The ANSYS, Inc. logo is available athttp://www.primenewswire.com/newsroom/prs/?pkgid=4884
Important Additional Information to be Filed with the SEC
In connection with the merger, ANSYS filed with the SEC a registration statement on Form S-4 (Registration No. 333-150435), which includes a preliminary prospectus/proxy statement of ANSYS and Ansoft and other relevant materials in connection with the proposed transactions. This material is not a substitute for the prospectus/proxy statement regarding the proposed transactions. Investors and security holders of ANSYS and Ansoft are urged to read the preliminary prospectus/proxy statement and the other relevant material and the final prospectus/proxy statement and the other relevant material when they become available because they contain important information about ANSYS, Ansoft and the proposed transaction. The prospectus/proxy statement and other relevant materials, and any and all documents filed by ANSYS or Ansoft with the SEC, may be obtained free of charge at the SEC’s web site at www.sec.gov. In addition, investors and security holders may obtain free copies of the documents filed with the SEC by ANSYS by directing a written request to ANSYS, Inc., Southpointe, 275 Technology Drive, Canonsburg, Pennsylvania 15317, Attention: Investor Relations. Investors and security holders may obtain free copies of the documents filed with the SEC by Ansoft by directing a written request to Ansoft Corporation, 225 West Station Square Drive, Suite 200, Pittsburgh, PA 15219, Attention: Investor Relations. INVESTORS AND SECURITY HOLDERS ARE URGED TO READ THE PROSPECTUS/PROXY STATEMENT AND THE OTHER RELEVANT MATERIALS BEFORE MAKING ANY VOTING OR INVESTMENT DECISION WITH RESPECT TO THE PROPOSED TRANSACTIONS.

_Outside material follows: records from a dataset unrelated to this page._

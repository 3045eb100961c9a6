//! Repository errors
//!
//! Database failures surface to the engine as `AttachmentError::Database`,
//! except lost compare-and-swap races, which keep their conflict meaning.

use attachs_core::Id;
use attachs_lifecycle::AttachmentError;

/// Error type for repository operations
#[derive(Debug, thiserror::Error)]
pub enum RepositoryError {
    #[error("Entity not found: {0}")]
    NotFound(Id),

    #[error("Database error: {0}")]
    Database(#[from] sqlx::Error),

    #[error("Invalid row data: {0}")]
    InvalidData(String),

    #[error("Stale lock version {lock_version} for {id}")]
    Conflict { id: Id, lock_version: i32 },
}

/// Result type for repository operations
pub type RepositoryResult<T> = Result<T, RepositoryError>;

impl From<RepositoryError> for AttachmentError {
    fn from(err: RepositoryError) -> Self {
        match err {
            RepositoryError::NotFound(id) => AttachmentError::NotFound(id),
            RepositoryError::Conflict { id, lock_version } => {
                AttachmentError::Conflict { id, lock_version }
            }
            other => AttachmentError::Database(other.to_string()),
        }
    }
}
//! Storage key derivation
//!
//! Paths are pure functions of the attachment id, the style and (for the
//! content-hash strategy) the style configuration. Nothing here touches
//! storage or keeps state, so two derivations with the same inputs always
//! agree.
//!
//! Layout under the configured prefix:
//! - `{prefix}/staging/{id}` raw upload awaiting processing
//! - `{prefix}/{id}/{segment}.{extension}` one object per style

use std::collections::BTreeMap;

use attachs_core::{AttachsConfig, Id, KeyStrategy};
use sha2::{Digest, Sha256};

use crate::styles::{StyleSet, StyleSpec};

const ALPHABET: &[u8; 36] = b"abcdefghijklmnopqrstuvwxyz0123456789";
const CIPHER: &[u8; 36] = b"8kluw1mtri2xncsp649obvezgd57qy3fj0ah";

const STAGING_DIR: &str = "staging";

/// Width of a base36-encoded u128
const DIGEST_WIDTH: usize = 25;

/// What a stored path belongs to
#[derive(Debug, Clone, Copy, PartialEq, Eq)]
pub enum StoredKey {
    /// Raw upload of an attachment
    Staging(Id),
    /// A style variant of an attachment
    Style(Id),
}

impl StoredKey {
    pub fn attachment_id(&self) -> Id {
        match self {
            Self::Staging(id) | Self::Style(id) => *id,
        }
    }
}

/// Computes storage paths for attachments and their styles
#[derive(Debug, Clone, PartialEq, Eq)]
pub struct KeyDeriver {
    strategy: KeyStrategy,
    prefix: Option<String>,
}

impl KeyDeriver {
    pub fn new(strategy: KeyStrategy, prefix: Option<&str>) -> Self {
        let prefix = prefix
            .map(|p| p.trim_matches('/'))
            .filter(|p| !p.is_empty())
            .map(str::to_string);
        Self { strategy, prefix }
    }

    pub fn from_config(config: &AttachsConfig) -> Self {
        Self::new(config.key_strategy, config.prefix.as_deref())
    }

    pub fn strategy(&self) -> KeyStrategy {
        self.strategy
    }

    /// Namespace a relative path
    pub fn prefixed(&self, path: &str) -> String {
        let path = path.trim_start_matches('/');
        match &self.prefix {
            Some(prefix) => format!("{}/{}", prefix, path),
            None => path.to_string(),
        }
    }

    /// Where the raw upload waits for processing
    pub fn staging_path(&self, id: Id) -> String {
        self.prefixed(&format!("{}/{}", STAGING_DIR, id))
    }

    /// Final path segment (without extension) for a style
    pub fn style_segment(&self, id: Id, style: &StyleSpec) -> String {
        match self.strategy {
            KeyStrategy::Obfuscated => obfuscate(&style.name),
            KeyStrategy::ContentHash => content_digest(id, style),
        }
    }

    /// Path of one style
    pub fn derive(&self, id: Id, style: &StyleSpec, extension: &str) -> String {
        let segment = self.style_segment(id, style);
        let file = if extension.is_empty() {
            segment
        } else {
            format!("{}.{}", segment, extension)
        };
        self.prefixed(&format!("{}/{}", id, file))
    }

    /// Paths of every style in the set, keyed by style name
    pub fn derive_all(&self, id: Id, styles: &StyleSet, extension: &str) -> BTreeMap<String, String> {
        styles
            .iter()
            .map(|style| (style.name.clone(), self.derive(id, style, extension)))
            .collect()
    }

    /// Fallback asset path with `:style` substituted
    pub fn default_path(&self, template: &str, style: &str) -> String {
        self.prefixed(&template.replace(":style", style))
    }

    /// Attribute a stored path to its attachment, `None` for foreign paths
    pub fn parse(&self, path: &str) -> Option<StoredKey> {
        let relative = match &self.prefix {
            Some(prefix) => path.strip_prefix(prefix.as_str())?.strip_prefix('/')?,
            None => path,
        };

        let mut parts = relative.split('/');
        let first = parts.next()?;
        let second = parts.next()?;
        if parts.next().is_some() || second.is_empty() {
            return None;
        }

        if first == STAGING_DIR {
            return second.parse().ok().map(StoredKey::Staging);
        }
        first.parse().ok().map(StoredKey::Style)
    }
}

/// Reversible character substitution over `[a-z0-9]`; other characters pass through
pub fn obfuscate(value: &str) -> String {
    substitute(value, ALPHABET, CIPHER)
}

/// Inverse of [`obfuscate`]
pub fn reveal(value: &str) -> String {
    substitute(value, CIPHER, ALPHABET)
}

fn substitute(value: &str, from: &[u8; 36], to: &[u8; 36]) -> String {
    value
        .chars()
        .map(|c| {
            u8::try_from(c)
                .ok()
                .and_then(|b| from.iter().position(|&f| f == b))
                .map(|i| to[i] as char)
                .unwrap_or(c)
        })
        .collect()
}

/// SHA-256 over (id, style name, canonical config), first 128 bits in base36
pub fn content_digest(id: Id, style: &StyleSpec) -> String {
    let mut hasher = Sha256::new();
    hasher.update(id.to_string().as_bytes());
    hasher.update([0u8]);
    hasher.update(style.name.as_bytes());
    hasher.update([0u8]);
    // serde_json maps are ordered, so this is canonical
    hasher.update(style.config.to_string().as_bytes());
    let digest = hasher.finalize();

    let mut head = [0u8; 16];
    head.copy_from_slice(&digest[..16]);
    base36(u128::from_be_bytes(head), DIGEST_WIDTH)
}

/// Zero-padded lowercase base36
pub fn base36(mut value: u128, width: usize) -> String {
    let mut out = Vec::with_capacity(width);
    while value > 0 {
        let digit = (value % 36) as usize;
        out.push(ALPHABET[(digit + 26) % 36]);
        value /= 36;
    }
    while out.len() < width {
        out.push(b'0');
    }
    out.reverse();
    String::from_utf8(out).unwrap_or_default()
}
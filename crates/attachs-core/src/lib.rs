//! # attachs-core
//!
//! Core types, traits, and utilities for Attachs RS.
//!
//! This crate provides the foundational building blocks used by the other crates:
//! - Validation errors and the error taxonomy (`ErrorKind`)
//! - Core traits (Identifiable, Lockable)
//! - Process-wide configuration (`AttachsConfig`)

pub mod config;
pub mod error;
pub mod traits;

pub use config::{AttachsConfig, ConfigError, KeyStrategy, StorageSettings};
pub use error::*;
pub use traits::*;
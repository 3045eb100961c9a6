//! Configuration types and loading
//!
//! Loaded once at startup and handed to each component's constructor.

use serde::{Deserialize, Serialize};
use std::collections::BTreeMap;
use std::time::Duration;

/// Path derivation strategy for stored styles
#[derive(Debug, Clone, Copy, Deserialize, Serialize, PartialEq, Eq, Default)]
#[serde(rename_all = "snake_case")]
pub enum KeyStrategy {
    /// Hash of (id, style, style configuration); config changes move the path
    #[default]
    ContentHash,
    /// Substitution cipher over the style name
    Obfuscated,
}

impl KeyStrategy {
    pub fn as_str(&self) -> &'static str {
        match self {
            Self::ContentHash => "content_hash",
            Self::Obfuscated => "obfuscated",
        }
    }

    pub fn from_str(s: &str) -> Option<Self> {
        match s {
            "content_hash" => Some(Self::ContentHash),
            "obfuscated" => Some(Self::Obfuscated),
            _ => None,
        }
    }
}

/// Where the filesystem backend keeps its files and how it serves them
#[derive(Debug, Clone, Deserialize, Serialize)]
pub struct StorageSettings {
    /// Local file storage root
    pub local_path: String,
    /// Base URL prepended to stored paths
    pub base_url: String,
}

/// Main configuration
#[derive(Debug, Clone, Deserialize, Serialize)]
pub struct AttachsConfig {
    /// Namespace prepended to every derived path
    pub prefix: Option<String>,
    /// Fallback asset template for unprocessed attachments (`:style` placeholder)
    pub default_path: Option<String>,
    /// Styles applied to every slot, merged under per-slot styles
    pub global_styles: BTreeMap<String, serde_json::Value>,
    /// Age after which unattached attachments are swept
    pub retention_seconds: u64,
    /// Selected path derivation strategy
    pub key_strategy: KeyStrategy,
    /// URL lifetime handed to backends for private slots
    pub url_expiry_seconds: u64,
    /// Largest accepted upload
    pub max_upload_bytes: u64,
    pub storage: StorageSettings,
    /// YAML file describing attachable owner types
    pub registry_path: Option<String>,
}

impl Default for AttachsConfig {
    fn default() -> Self {
        Self {
            prefix: None,
            default_path: None,
            global_styles: BTreeMap::new(),
            retention_seconds: 86400, // 1 day
            key_strategy: KeyStrategy::default(),
            url_expiry_seconds: 3600,
            max_upload_bytes: 100 * 1024 * 1024, // 100 MB
            storage: StorageSettings {
                local_path: "/var/attachs/storage".to_string(),
                base_url: "/attachments".to_string(),
            },
            registry_path: None,
        }
    }
}

/// Configuration error
#[derive(Debug, thiserror::Error)]
pub enum ConfigError {
    #[error("Invalid value for {key}: {message}")]
    InvalidValue { key: String, message: String },
    #[error("Config file error: {0}")]
    FileError(String),
}

impl AttachsConfig {
    /// Load configuration from environment variables
    pub fn from_env() -> Result<Self, ConfigError> {
        Self::from_lookup(|key| std::env::var(key).ok())
    }

    /// Load configuration from any key/value source
    pub fn from_lookup<F>(lookup: F) -> Result<Self, ConfigError>
    where
        F: Fn(&str) -> Option<String>,
    {
        let mut config = Self::default();

        if let Some(prefix) = lookup("ATTACHS_PREFIX") {
            config.prefix = normalize_prefix(&prefix);
        }
        if let Some(path) = lookup("ATTACHS_DEFAULT_PATH") {
            config.default_path = Some(path).filter(|p| !p.is_empty());
        }
        if let Some(raw) = lookup("ATTACHS_GLOBAL_STYLES") {
            config.global_styles =
                serde_json::from_str(&raw).map_err(|e| ConfigError::InvalidValue {
                    key: "ATTACHS_GLOBAL_STYLES".to_string(),
                    message: e.to_string(),
                })?;
        }
        if let Some(raw) = lookup("ATTACHS_RETENTION_SECONDS") {
            config.retention_seconds = parse_number("ATTACHS_RETENTION_SECONDS", &raw)?;
        }
        if let Some(raw) = lookup("ATTACHS_KEY_STRATEGY") {
            config.key_strategy =
                KeyStrategy::from_str(&raw).ok_or_else(|| ConfigError::InvalidValue {
                    key: "ATTACHS_KEY_STRATEGY".to_string(),
                    message: format!("unknown strategy '{}'", raw),
                })?;
        }
        if let Some(raw) = lookup("ATTACHS_URL_EXPIRY_SECONDS") {
            config.url_expiry_seconds = parse_number("ATTACHS_URL_EXPIRY_SECONDS", &raw)?;
        }
        if let Some(raw) = lookup("ATTACHS_MAX_UPLOAD_BYTES") {
            config.max_upload_bytes = parse_number("ATTACHS_MAX_UPLOAD_BYTES", &raw)?;
        }

        // Storage
        if let Some(path) = lookup("ATTACHS_STORAGE_PATH") {
            config.storage.local_path = path;
        }
        if let Some(url) = lookup("ATTACHS_BASE_URL") {
            config.storage.base_url = url.trim_end_matches('/').to_string();
        }

        config.registry_path = lookup("ATTACHS_REGISTRY_PATH");

        Ok(config)
    }

    pub fn retention(&self) -> Duration {
        Duration::from_secs(self.retention_seconds)
    }

    pub fn url_expiry(&self) -> Duration {
        Duration::from_secs(self.url_expiry_seconds)
    }
}

fn normalize_prefix(raw: &str) -> Option<String> {
    let trimmed = raw.trim_start_matches('/').trim_end_matches('/');
    if trimmed.is_empty() {
        None
    } else {
        Some(trimmed.to_string())
    }
}

fn parse_number(key: &str, raw: &str) -> Result<u64, ConfigError> {
    raw.trim().parse().map_err(|_| ConfigError::InvalidValue {
        key: key.to_string(),
        message: format!("'{}' is not a non-negative integer", raw),
    })
}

This communication shall not constitute an offer to sell or the solicitation of an offer to sell or the solicitation of an offer to buy any securities, nor shall there be any sale of securities in any jurisdiction in which such offer, solicitation or sale would be unlawful prior to registration or qualification under the securities laws of such jurisdiction. No offering of securities shall be made except by means of a prospectus meeting the requirements of Section 10 of the Securities Act of 1933, as amended.
Participants in the Solicitation
ANSYS, Ansoft and their respective executive officers, directors and trustees may be deemed to be participants in the solicitation of proxies from the security holders of Ansoft in connection with the merger. Information about the executive officers and directors of ANSYS and their ownership of ANSYS common stock is set forth in the proxy statement for ANSYS’ 2008 Annual Meeting of Stockholders, which was filed with the SEC on April 3, 2008. Information about the executive officers and directors of Ansoft and their ownership of Ansoft common stock is set forth in the proxy statement for Ansoft’s 2007 Annual Meeting of Stockholders, which was filed with the SEC on July 26, 2007. Investors and security holders may obtain additional information regarding the direct and indirect interests of ANSYS, Ansoft and their respective executive officers, directors and trustees in the merger by reading the prospectus/proxy statement referred to above.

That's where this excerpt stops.